At Wed, 31 Jul 2013 11:36:46 +0800,
Liu Yuan wrote:
> 
> On Wed, Jul 31, 2013 at 11:24:03AM +0800, Liu Yuan wrote:
> > On Wed, Jul 31, 2013 at 11:43:14AM +0900, Hitoshi Mitake wrote:
> > > On some subcommands, collie also issues lots of request to sheeps. So
> > > collie can enjoy sockfd caching. For this purpose, this patch moves
> > > sockfd from sheep to lib and generalize the interfaces of sockfd.
> > > 
> > > This patch doesn't change anything related to IO NIC in sockfd
> > > cache.
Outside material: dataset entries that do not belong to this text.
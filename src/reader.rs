// Document loading for the CLI. An unreadable or empty document is an
// error at this layer; the engine itself never sees an unavailable
// document and treats whatever it receives as valid text.

use std::path::Path;

use anyhow::{Context, Result};

/// Load a plain UTF-8 text document.
///
/// Content that is empty after trimming is rejected: an upstream
/// extraction failure surfaces as an empty string, which must not be
/// analyzed as a zero-length document.
pub async fn load_document(path: &Path) -> Result<String> {
    let text = tokio::fs::read_to_string(path)
        .await
        .with_context(|| format!("failed to read document: {}", path.display()))?;

    if text.trim().is_empty() {
        anyhow::bail!("document is empty: {}", path.display());
    }

    Ok(text)
}
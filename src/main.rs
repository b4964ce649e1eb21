use std::path::PathBuf;

use anyhow::Result;
use clap::Parser;
use tracing::info;

use simscan::engine::{calculate_similarity, SimilarityReport};
use simscan::matcher::AlgorithmKind;
use simscan::reader::load_document;
use simscan::report::RunStats;

#[derive(Parser, Debug)]
#[command(name = "simscan")]
#[command(about = "Sentence-level exact-overlap detector with comparative algorithm timing")]
#[command(version)]
struct Args {
    /// Suspect document (plain UTF-8 text)
    suspect: PathBuf,

    /// Reference document (plain UTF-8 text)
    reference: PathBuf,

    /// Run a single algorithm instead of both
    #[arg(long, value_enum)]
    algorithm: Option<AlgorithmKind>,

    /// Write comparative run stats as JSON to this path
    #[arg(long)]
    stats_out: Option<PathBuf>,

    /// Suppress the flagged-sentence listing
    #[arg(long)]
    quiet: bool,
}

#[tokio::main]
async fn main() -> Result<()> {
    tracing_subscriber::fmt()
        .with_target(false)
        .json()
        .init();

    let args = Args::parse();
    info!(?args, "Parsed CLI arguments");

    let (suspect, reference) = tokio::try_join!(
        load_document(&args.suspect),
        load_document(&args.reference),
    )?;
    info!(
        suspect_bytes = suspect.len(),
        reference_bytes = reference.len(),
        "Documents loaded"
    );

    let algorithms = match args.algorithm {
        Some(kind) => vec![kind],
        None => vec![AlgorithmKind::PrefixFunction, AlgorithmKind::LastOccurrence],
    };

    // Runs stay sequential so each elapsed measurement is taken in
    // isolation; concurrent runs would skew the timing comparison.
    let mut runs: Vec<(AlgorithmKind, SimilarityReport)> = Vec::new();
    for algorithm in algorithms {
        info!(algorithm = algorithm.label(), "Starting similarity pass");
        let report = calculate_similarity(&suspect, &reference, algorithm);
        info!(
            algorithm = algorithm.label(),
            percentage = report.percentage,
            elapsed_seconds = report.elapsed_seconds,
            matches = report.matches.len(),
            "Similarity pass complete"
        );
        runs.push((algorithm, report));
    }

    let primary = &runs[0].1;

    println!("simscan v{} - Similarity analysis complete", env!("CARGO_PKG_VERSION"));
    println!(
        "Similarity: {:.2}% ({})",
        primary.percentage,
        classify(primary.percentage)
    );
    println!("Flagged sentences: {}", primary.matches.len());

    println!();
    println!("Algorithm timing:");
    for (algorithm, report) in &runs {
        println!("  {:<16} {:.6}s", algorithm.label(), report.elapsed_seconds);
    }

    let stats = RunStats::from_runs(&runs);
    if let Some(agreement) = stats.agreement {
        if agreement {
            println!("  both algorithms produced identical results");
        } else {
            println!("  WARNING: algorithms disagree on the match set");
        }
    }
    if let Some(fastest) = stats.fastest {
        println!("  fastest: {fastest}");
    }

    if !args.quiet && !primary.matches.is_empty() {
        println!();
        println!("Flagged sentences:");
        for record in &primary.matches {
            println!("  [{}] {}", record.status, record.sentence);
        }
    }

    if let Some(stats_path) = args.stats_out {
        let json = serde_json::to_string_pretty(&stats)?;
        tokio::fs::write(&stats_path, json).await?;
        info!("Run stats written to: {}", stats_path.display());
        println!();
        println!("Run stats written to: {}", stats_path.display());
    }

    Ok(())
}

/// Presentation-side classification of the similarity percentage.
fn classify(percentage: f64) -> &'static str {
    if percentage > 70.0 {
        "heavy overlap"
    } else if percentage > 30.0 {
        "light overlap"
    } else {
        "clean"
    }
}
// Bad-character-heuristic exact substring search. Compares right-to-left
// at each alignment and shifts by the last known position of the
// mismatching text byte within the pattern. Sub-linear on average,
// O(M*N) worst case. Byte-exact matching, same as the prefix scanner.

const ALPHABET_SIZE: usize = 256;

/// Returns true when `pattern` occurs contiguously and verbatim in `text`.
///
/// An empty pattern is trivially contained; a pattern longer than the
/// text can never match.
pub fn contains_exact(pattern: &str, text: &str) -> bool {
    let pattern = pattern.as_bytes();
    let text = text.as_bytes();
    let m = pattern.len();
    let n = text.len();

    if m == 0 {
        return true;
    }
    // Guard keeps the n - m alignment bound from underflowing.
    if m > n {
        return false;
    }

    let last_occ = build_last_occurrence_table(pattern);

    let mut s = 0;
    while s <= n - m {
        // j is one past the next byte to compare, counting down from m.
        let mut j = m;
        while j > 0 && pattern[j - 1] == text[s + j - 1] {
            j -= 1;
        }
        if j == 0 {
            return true;
        }

        let mismatch = j - 1;
        let last = last_occ[text[s + mismatch] as usize];
        // max(1, ..) guarantees forward progress even when the last
        // occurrence lies at or right of the mismatch position.
        let shift = (mismatch as isize - last).max(1);
        s += shift as usize;
    }
    false
}

/// Right-most index of each byte within the pattern, -1 when absent.
fn build_last_occurrence_table(pattern: &[u8]) -> [isize; ALPHABET_SIZE] {
    let mut table = [-1isize; ALPHABET_SIZE];
    for (i, &byte) in pattern.iter().enumerate() {
        table[byte as usize] = i as isize;
    }
    table
}

#[cfg(test)]
mod tests {
    use super::*;

    #[test]
    fn test_last_occurrence_table() {
        let table = build_last_occurrence_table(b"abcab");
        assert_eq!(table[b'a' as usize], 3);
        assert_eq!(table[b'b' as usize], 4);
        assert_eq!(table[b'c' as usize], 2);
        assert_eq!(table[b'z' as usize], -1);
    }

    #[test]
    fn test_basic_containment() {
        assert!(contains_exact("cat", "the cat sat"));
        assert!(contains_exact("the cat", "the cat sat"));
        assert!(contains_exact("sat", "the cat sat"));
        assert!(!contains_exact("dog", "the cat sat"));
    }

    #[test]
    fn test_empty_pattern_trivially_contained() {
        assert!(contains_exact("", "anything"));
        assert!(contains_exact("", ""));
    }

    #[test]
    fn test_pattern_longer_than_text() {
        assert!(!contains_exact("longer than text", "short"));
        assert!(!contains_exact("a", ""));
    }

    #[test]
    fn test_self_containment() {
        assert!(contains_exact("the whole string", "the whole string"));
    }

    #[test]
    fn test_shift_past_absent_byte() {
        // Mismatching bytes absent from the pattern force full-length shifts.
        assert!(contains_exact("needle", "xxxxxx needle xxxxxx"));
        assert!(!contains_exact("needle", "xxxxxxxxxxxxxxxxxxxx"));
    }

    #[test]
    fn test_forward_progress_on_repeated_bytes() {
        // Worst-case repetitive input must still terminate and answer.
        assert!(contains_exact("aaaa", "aaaaaaaaaa"));
        assert!(!contains_exact("aaab", "aaaaaaaaaa"));
    }

    #[test]
    fn test_match_at_text_boundaries() {
        assert!(contains_exact("head", "head of the text"));
        assert!(contains_exact("tail", "text ending in tail"));
    }

    #[test]
    fn test_unicode_bytes_match_exactly() {
        assert!(contains_exact("世界", "hello 世界 goodbye"));
        assert!(!contains_exact("über", "uber without umlaut"));
    }
}
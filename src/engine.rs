// Orchestrates one similarity pass: normalize the reference once, split
// the suspect into candidate sentences, and dispatch each surviving
// sentence to the selected scanner. Wall-clock timing covers the whole
// pass so runs of different algorithms stay comparable.

use std::time::Instant;

use serde::Serialize;

use crate::matcher::AlgorithmKind;
use crate::normalizer;
use crate::splitter::split_sentences;

/// Minimum sentence length, in chars, applied to both the raw and the
/// normalized form. Shorter fragments carry no signal worth flagging.
const MIN_PATTERN_CHARS: usize = 3;

/// Status label attached to every flagged sentence.
pub const FLAGGED: &str = "flagged";

/// A suspect sentence found verbatim (after normalization) in the reference.
#[derive(Debug, Clone, PartialEq, Eq, Serialize)]
pub struct MatchRecord {
    /// Original sentence text, before normalization.
    pub sentence: String,
    pub status: &'static str,
}

impl MatchRecord {
    fn flagged(sentence: &str) -> Self {
        Self {
            sentence: sentence.to_string(),
            status: FLAGGED,
        }
    }
}

/// Result of one similarity pass with one algorithm.
#[derive(Debug, Clone, Serialize)]
pub struct SimilarityReport {
    /// Share of candidate sentences found in the reference, in [0, 100].
    pub percentage: f64,
    /// Wall-clock duration of the pass, in seconds.
    pub elapsed_seconds: f64,
    /// Flagged sentences, in suspect-document order.
    pub matches: Vec<MatchRecord>,
}

impl SimilarityReport {
    fn empty() -> Self {
        Self {
            percentage: 0.0,
            elapsed_seconds: 0.0,
            matches: Vec::new(),
        }
    }
}

/// Measure how much of `suspect` appears verbatim inside `reference`,
/// sentence by sentence, using the selected scanning algorithm.
///
/// The reference is normalized once up front; each candidate sentence is
/// normalized independently at match time. That asymmetry is intentional:
/// it is part of what the per-algorithm timing measures.
pub fn calculate_similarity(
    suspect: &str,
    reference: &str,
    algorithm: AlgorithmKind,
) -> SimilarityReport {
    let start = Instant::now();

    let clean_reference = normalizer::normalize(reference);

    let candidates: Vec<&str> = split_sentences(suspect)
        .into_iter()
        .filter(|sentence| sentence.chars().count() >= MIN_PATTERN_CHARS)
        .collect();

    if candidates.is_empty() {
        return SimilarityReport::empty();
    }

    let mut matches = Vec::new();
    let mut pattern = String::new();

    for sentence in &candidates {
        normalizer::normalize_into(sentence, &mut pattern);

        // Shrunk below the gate by normalization: stays in the
        // denominator but is never scanned and can never match.
        if pattern.chars().count() < MIN_PATTERN_CHARS {
            continue;
        }

        if algorithm.contains_exact(&pattern, &clean_reference) {
            matches.push(MatchRecord::flagged(sentence));
        }
    }

    let elapsed_seconds = start.elapsed().as_secs_f64();
    let percentage = 100.0 * matches.len() as f64 / candidates.len() as f64;

    SimilarityReport {
        percentage,
        elapsed_seconds,
        matches,
    }
}
//! Seed the catalog from a YAML file.
//!
//! The file is a list of product documents:
//!
//! ```yaml
//! - name: Wildflower Honey
//!   price: 12.50
//!   images: [wildflower.jpg]
//! - name: Raw Honeycomb
//!   price: 20
//! ```
//!
//! Entries are stored as given. Any `_id` or `createdAt` key is replaced by
//! the store's own.

use std::path::Path;

use chrono::Utc;
use serde_json::{Map, Value};
use tracing::info;

use honey_palace_store::{Collection, DocumentStore, PgDocumentStore};

use super::{CliError, connect};

/// Parse a seed file into product bodies.
///
/// # Errors
///
/// Returns error if the YAML is malformed, is not a list, or contains an
/// entry that is not a mapping or lacks a `name`.
pub fn parse_products(content: &str) -> Result<Vec<Map<String, Value>>, CliError> {
    let entries: Vec<Value> = serde_yaml::from_str(content)?;

    entries
        .into_iter()
        .enumerate()
        .map(|(index, entry)| {
            let Value::Object(product) = entry else {
                return Err(CliError::InvalidSeed {
                    index,
                    reason: "expected a mapping".to_string(),
                });
            };
            match product.get("name") {
                Some(Value::String(name)) if !name.trim().is_empty() => Ok(product),
                _ => Err(CliError::InvalidSeed {
                    index,
                    reason: "name is required".to_string(),
                }),
            }
        })
        .collect()
}

/// Insert every product in `file_path`.
///
/// With `clear_existing`, the products collection is emptied first.
///
/// # Errors
///
/// Returns error if the file cannot be read or parsed, or the store fails.
pub async fn products(file_path: &str, clear_existing: bool) -> Result<(), CliError> {
    let path = Path::new(file_path);
    info!(path = %file_path, "Loading products from file");

    // Read and validate before connecting to database
    let content = tokio::fs::read_to_string(path)
        .await
        .map_err(|source| CliError::Io {
            path: file_path.to_string(),
            source,
        })?;
    let products = parse_products(&content)?;
    info!(products = products.len(), "Parsed seed file");

    let store = PgDocumentStore::new(connect().await?);

    if clear_existing {
        let deleted = store.delete_all(Collection::Products).await?;
        info!(deleted, "Cleared existing products");
    }

    for product in products {
        let id = store
            .insert(Collection::Products, product, Utc::now())
            .await?;
        info!(%id, "Inserted product");
    }

    info!("Seeding complete!");
    Ok(())
}

#[cfg(test)]
#[allow(clippy::unwrap_used)]
mod tests {
    use super::*;

    #[test]
    fn test_parse_products() {
        let products = parse_products(
            "- name: Wildflower Honey\n  price: 12.5\n  images: [jar.jpg]\n- name: Comb\n  price: 20\n",
        )
        .unwrap();

        assert_eq!(products.len(), 2);
        assert_eq!(products[0]["name"], "Wildflower Honey");
        assert_eq!(products[0]["price"], 12.5);
        assert_eq!(products[0]["images"][0], "jar.jpg");
        assert_eq!(products[1]["price"], 20);
    }

    #[test]
    fn test_parse_products_rejects_bad_entries() {
        assert!(matches!(
            parse_products("- just a string\n"),
            Err(CliError::InvalidSeed { index: 0, .. })
        ));
        assert!(matches!(
            parse_products("- name: Comb\n- price: 3\n"),
            Err(CliError::InvalidSeed { index: 1, .. })
        ));
        assert!(matches!(
            parse_products("name: not a list\n"),
            Err(CliError::Yaml(_))
        ));
    }
}
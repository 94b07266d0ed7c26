//! Collections and documents.

use chrono::{DateTime, Utc};
use serde::Serialize;
use serde_json::{Map, Value};

use honey_palace_core::{AnalyticsKind, DocumentId};

/// Keys the store manages itself.
pub(crate) const ID_KEY: &str = "_id";
pub(crate) const CREATED_AT_KEY: &str = "createdAt";

/// A named group of documents.
#[derive(Debug, Clone, Copy, PartialEq, Eq, Hash)]
pub enum Collection {
    Products,
    Orders,
    Contacts,
    CustomerAnalytics,
    OrderAnalytics,
    ProductAnalytics,
}

impl Collection {
    /// Name stored in the `collection` column.
    #[must_use]
    pub const fn as_str(&self) -> &'static str {
        match self {
            Self::Products => "products",
            Self::Orders => "orders",
            Self::Contacts => "contacts",
            Self::CustomerAnalytics => "customer_analytics",
            Self::OrderAnalytics => "order_analytics",
            Self::ProductAnalytics => "product_analytics",
        }
    }

    /// The aggregate collection behind an analytics kind.
    #[must_use]
    pub const fn analytics(kind: AnalyticsKind) -> Self {
        match kind {
            AnalyticsKind::Customers => Self::CustomerAnalytics,
            AnalyticsKind::Orders => Self::OrderAnalytics,
            AnalyticsKind::Products => Self::ProductAnalytics,
        }
    }
}

impl std::fmt::Display for Collection {
    fn fmt(&self, f: &mut std::fmt::Formatter<'_>) -> std::fmt::Result {
        f.write_str(self.as_str())
    }
}

/// Ordering by creation time.
#[derive(Debug, Clone, Copy, PartialEq, Eq, Default)]
pub enum SortOrder {
    #[default]
    OldestFirst,
    NewestFirst,
}

/// A stored document.
///
/// Serializes as the body with `_id` and `createdAt` added alongside.
#[derive(Debug, Clone, PartialEq, Serialize)]
pub struct Document {
    #[serde(rename = "_id")]
    pub id: DocumentId,
    #[serde(rename = "createdAt")]
    pub created_at: DateTime<Utc>,
    #[serde(flatten)]
    pub body: Map<String, Value>,
}

impl Document {
    /// Build a document, dropping any store-managed keys from `body`.
    #[must_use]
    pub fn new(id: DocumentId, created_at: DateTime<Utc>, mut body: Map<String, Value>) -> Self {
        body.remove(ID_KEY);
        body.remove(CREATED_AT_KEY);
        Self {
            id,
            created_at,
            body,
        }
    }

    /// Read a top-level field.
    #[must_use]
    pub fn get(&self, key: &str) -> Option<&Value> {
        self.body.get(key)
    }
}
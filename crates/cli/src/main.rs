//! Honey Palace CLI - migrations, seeding, and maintenance tools.
//!
//! # Usage
//!
//! ```bash
//! # Apply database migrations
//! hp-cli migrate
//!
//! # Seed the catalog
//! hp-cli seed products seeds/products.yaml --clear
//!
//! # Order summary
//! hp-cli analytics summary
//!
//! # Wipe analytics aggregates
//! hp-cli analytics reset all
//! hp-cli analytics reset orders
//! ```
//!
//! All commands read `HONEY_PALACE_DATABASE_URL` (or `DATABASE_URL`).

#![cfg_attr(not(test), forbid(unsafe_code))]

use clap::{Parser, Subcommand, ValueEnum};

use honey_palace_core::AnalyticsKind;

mod commands;

use commands::CliError;

#[derive(Parser)]
#[command(name = "hp-cli")]
#[command(author, version, about = "Honey Palace CLI tools")]
struct Cli {
    #[command(subcommand)]
    command: Commands,
}

#[derive(Subcommand)]
enum Commands {
    /// Run database migrations
    Migrate,
    /// Seed collections from files
    Seed {
        #[command(subcommand)]
        target: SeedTarget,
    },
    /// Analytics maintenance
    Analytics {
        #[command(subcommand)]
        action: AnalyticsAction,
    },
}

#[derive(Subcommand)]
enum SeedTarget {
    /// Insert catalog products from a YAML file
    Products {
        /// Path to the YAML file
        file: String,

        /// Delete existing products first
        #[arg(long)]
        clear: bool,
    },
}

#[derive(Subcommand)]
enum AnalyticsAction {
    /// Show order totals
    Summary,
    /// Delete every document of one or all aggregate collections
    Reset {
        #[arg(value_enum)]
        target: ResetTarget,
    },
}

#[derive(Clone, Copy, ValueEnum)]
enum ResetTarget {
    All,
    Customers,
    Orders,
    Products,
}

impl ResetTarget {
    const fn kind(self) -> Option<AnalyticsKind> {
        match self {
            Self::All => None,
            Self::Customers => Some(AnalyticsKind::Customers),
            Self::Orders => Some(AnalyticsKind::Orders),
            Self::Products => Some(AnalyticsKind::Products),
        }
    }
}

#[tokio::main]
async fn main() {
    // Initialize tracing
    tracing_subscriber::fmt::init();

    let cli = Cli::parse();

    if let Err(e) = run(cli).await {
        tracing::error!("Command failed: {e}");
        std::process::exit(1);
    }
}

async fn run(cli: Cli) -> Result<(), CliError> {
    match cli.command {
        Commands::Migrate => commands::migrate::run().await?,
        Commands::Seed { target } => match target {
            SeedTarget::Products { file, clear } => {
                commands::seed::products(&file, clear).await?;
            }
        },
        Commands::Analytics { action } => match action {
            AnalyticsAction::Summary => commands::analytics::summary().await?,
            AnalyticsAction::Reset { target } => {
                commands::analytics::reset(target.kind()).await?;
            }
        },
    }
    Ok(())
}
//! Checkout order intake schema.

use serde::{Deserialize, Serialize};
use serde_json::{Map, Value};

use super::{MAX_TEXT_LENGTH, RESERVED_FIELDS, ValidationError, bounded, trimmed};
use crate::cart::CartItem;
use crate::types::{Email, OrderStatus, Price};

/// Most free-form checkout fields an order may carry besides the known ones.
pub const MAX_EXTRA_FIELDS: usize = 32;

/// An order as submitted at checkout.
///
/// The recognized fields are typed; any other scalar fields the checkout form
/// sends are kept verbatim in `extra`. Server-assigned keys are rejected.
#[derive(Debug, Clone, Default, PartialEq, Serialize, Deserialize)]
#[serde(rename_all = "camelCase")]
pub struct NewOrder {
    #[serde(default, skip_serializing_if = "Option::is_none")]
    pub name: Option<String>,
    #[serde(default, skip_serializing_if = "Option::is_none")]
    pub email: Option<String>,
    #[serde(default, skip_serializing_if = "Option::is_none")]
    pub phone: Option<String>,
    #[serde(default, skip_serializing_if = "Option::is_none")]
    pub address: Option<String>,
    #[serde(default, skip_serializing_if = "Vec::is_empty")]
    pub items: Vec<CartItem>,
    #[serde(default, skip_serializing_if = "Option::is_none")]
    pub amount: Option<Price>,
    #[serde(default, skip_serializing_if = "Option::is_none")]
    pub payment_method: Option<String>,
    #[serde(default, skip_serializing_if = "Option::is_none")]
    pub transaction_id: Option<String>,
    #[serde(flatten)]
    pub extra: Map<String, Value>,
}

impl NewOrder {
    /// Check the submission and return its normalized form.
    ///
    /// # Errors
    ///
    /// Returns [`ValidationError`] for reserved or non-scalar extra fields,
    /// an invalid email, a negative or oversized amount or price, a zero
    /// quantity, or over-long text.
    pub fn validate(mut self) -> Result<Self, ValidationError> {
        if self.extra.len() > MAX_EXTRA_FIELDS {
            return Err(ValidationError::TooManyFields {
                max: MAX_EXTRA_FIELDS,
            });
        }
        for (key, value) in &self.extra {
            if RESERVED_FIELDS.contains(&key.as_str()) {
                return Err(ValidationError::ReservedField(key.clone()));
            }
            match value {
                Value::String(s) => bounded(key, Some(s), MAX_TEXT_LENGTH)?,
                Value::Null | Value::Bool(_) | Value::Number(_) => {}
                Value::Array(_) | Value::Object(_) => {
                    return Err(ValidationError::UnsupportedValue(key.clone()));
                }
            }
        }

        self.name = trimmed(self.name);
        self.phone = trimmed(self.phone);
        self.address = trimmed(self.address);
        self.payment_method = trimmed(self.payment_method);
        self.transaction_id = trimmed(self.transaction_id);
        for (field, value) in [
            ("name", &self.name),
            ("phone", &self.phone),
            ("address", &self.address),
            ("paymentMethod", &self.payment_method),
            ("transactionId", &self.transaction_id),
        ] {
            bounded(field, value.as_deref(), MAX_TEXT_LENGTH)?;
        }

        self.email = trimmed(self.email)
            .map(|raw| Email::parse(&raw).map(Email::into_inner))
            .transpose()?;

        if self.amount.is_some_and(|amount| amount.is_negative()) {
            return Err(ValidationError::Negative("amount"));
        }
        if self.amount.is_some_and(|amount| amount.exceeds_accepted()) {
            return Err(ValidationError::OutOfRange("amount"));
        }

        for item in &self.items {
            if item.quantity == 0 {
                return Err(ValidationError::OutOfRange("items.quantity"));
            }
            if item.price.is_negative() {
                return Err(ValidationError::Negative("items.price"));
            }
            if item.price.exceeds_accepted() {
                return Err(ValidationError::OutOfRange("items.price"));
            }
        }

        Ok(self)
    }

    /// Document body for the store, stamped with `status`.
    #[must_use]
    pub fn into_document(self, status: OrderStatus) -> Map<String, Value> {
        let mut body = match serde_json::to_value(self) {
            Ok(Value::Object(map)) => map,
            _ => Map::new(),
        };
        body.insert("status".to_owned(), Value::String(status.as_str().to_owned()));
        body
    }
}

#[cfg(test)]
#[allow(clippy::unwrap_used)]
mod tests {
    use super::*;
    use serde_json::json;

    fn parse(value: Value) -> NewOrder {
        serde_json::from_value(value).unwrap()
    }

    #[test]
    fn test_free_form_fields_are_kept() {
        let order = parse(json!({"item": "honey", "amount": 10}))
            .validate()
            .unwrap();
        assert_eq!(order.amount, Some(Price::from_cents(1000)));

        let body = order.into_document(OrderStatus::PendingPayment);
        assert_eq!(body["item"], "honey");
        assert_eq!(body["amount"], 10.0);
        assert_eq!(body["status"], "Pending Payment");
    }

    #[test]
    fn test_known_fields_are_normalized() {
        let order = parse(json!({
            "name": "  Ada  ",
            "email": " Ada@Example.COM ",
            "paymentMethod": "",
            "items": [{"id": "jar", "name": "Jar", "price": 8, "quantity": 2}]
        }))
        .validate()
        .unwrap();

        assert_eq!(order.name.as_deref(), Some("Ada"));
        assert_eq!(order.email.as_deref(), Some("ada@example.com"));
        assert_eq!(order.payment_method, None);
        assert_eq!(order.items.len(), 1);

        let body = order.into_document(OrderStatus::PendingPayment);
        assert!(body.get("paymentMethod").is_none());
        assert_eq!(body["items"][0]["quantity"], 2);
    }

    #[test]
    fn test_rejects_reserved_fields() {
        for key in ["_id", "id", "status", "createdAt"] {
            let mut body = Map::new();
            body.insert(key.to_string(), json!("x"));
            let err = parse(Value::Object(body)).validate().unwrap_err();
            assert_eq!(err, ValidationError::ReservedField(key.to_string()));
        }
    }

    #[test]
    fn test_rejects_nested_extra_values() {
        let err = parse(json!({"shipping": {"city": "Kyiv"}}))
            .validate()
            .unwrap_err();
        assert_eq!(err, ValidationError::UnsupportedValue("shipping".to_string()));
    }

    #[test]
    fn test_rejects_bad_values() {
        assert!(matches!(
            parse(json!({"email": "nobody"})).validate(),
            Err(ValidationError::InvalidEmail(_))
        ));
        assert_eq!(
            parse(json!({"amount": -1})).validate().unwrap_err(),
            ValidationError::Negative("amount")
        );
        assert_eq!(
            parse(json!({"items": [{"id": "jar", "price": 1, "quantity": 0}]}))
                .validate()
                .unwrap_err(),
            ValidationError::OutOfRange("items.quantity")
        );
    }

    #[test]
    fn test_rejects_oversized_amounts() {
        assert_eq!(
            parse(json!({"amount": "60000000000000000000000000000"}))
                .validate()
                .unwrap_err(),
            ValidationError::OutOfRange("amount")
        );
        assert_eq!(
            parse(json!({"items": [{"id": "jar", "price": 1e12, "quantity": 1}]}))
                .validate()
                .unwrap_err(),
            ValidationError::OutOfRange("items.price")
        );
        assert!(parse(json!({"amount": 999_999.99})).validate().is_ok());
    }

    #[test]
    fn test_rejects_too_many_fields() {
        let extra: Map<String, Value> = (0..=MAX_EXTRA_FIELDS)
            .map(|i| (format!("field{i}"), json!(i)))
            .collect();
        let err = parse(Value::Object(extra)).validate().unwrap_err();
        assert_eq!(
            err,
            ValidationError::TooManyFields {
                max: MAX_EXTRA_FIELDS
            }
        );
    }
}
Because collie can know address and port of IO NIC so
> > > potentially use them.
> > > 
> > > Signed-off-by: Hitoshi Mitake <mitake.hitoshi at lab.ntt.co.jp>
> > > ---
> > > 
> > > v6:
> > >  - revive revalidate_node() because it is required for handling corner
> > >    case of sheep and doesn't harm collie's behavior
> > >  - trivial cleaning
> > > 
> > > v5:
> > >  - make the workqueue for cachefd growth an internal thing in
> > >    lib/sockfd_cache.c
> > >  - remove revalidate_node(), because this relies on the assumption of
> > >    sheep
> > >  - better naming of functions. do_sockfd_cache_{get, put}() ->
> > >    sockfd_cache_{get, put}_long()
> > > 
> > >  include/Makefile.am           |    3 +-
> > >  include/internal_proto.h      |    2 +
> > >  include/sockfd_cache.h        |   22 ++
> > >  lib/Makefile.am               |    2 +-
> > >  {sheep => lib}/sockfd_cache.c |  125 +++++-----
> > >  sheep/gateway.c               |   10 +-
> > >  sheep/group.c                 |    2 +-
> > >  sheep/sheep.c                 |    9 +-
> > >  sheep/sheep_priv.h            |   12 +-
> > >  sheep/sockfd_cache.c          |  509 +----------------------------------------
> > >  10 files changed, 105 insertions(+), 591 deletions(-)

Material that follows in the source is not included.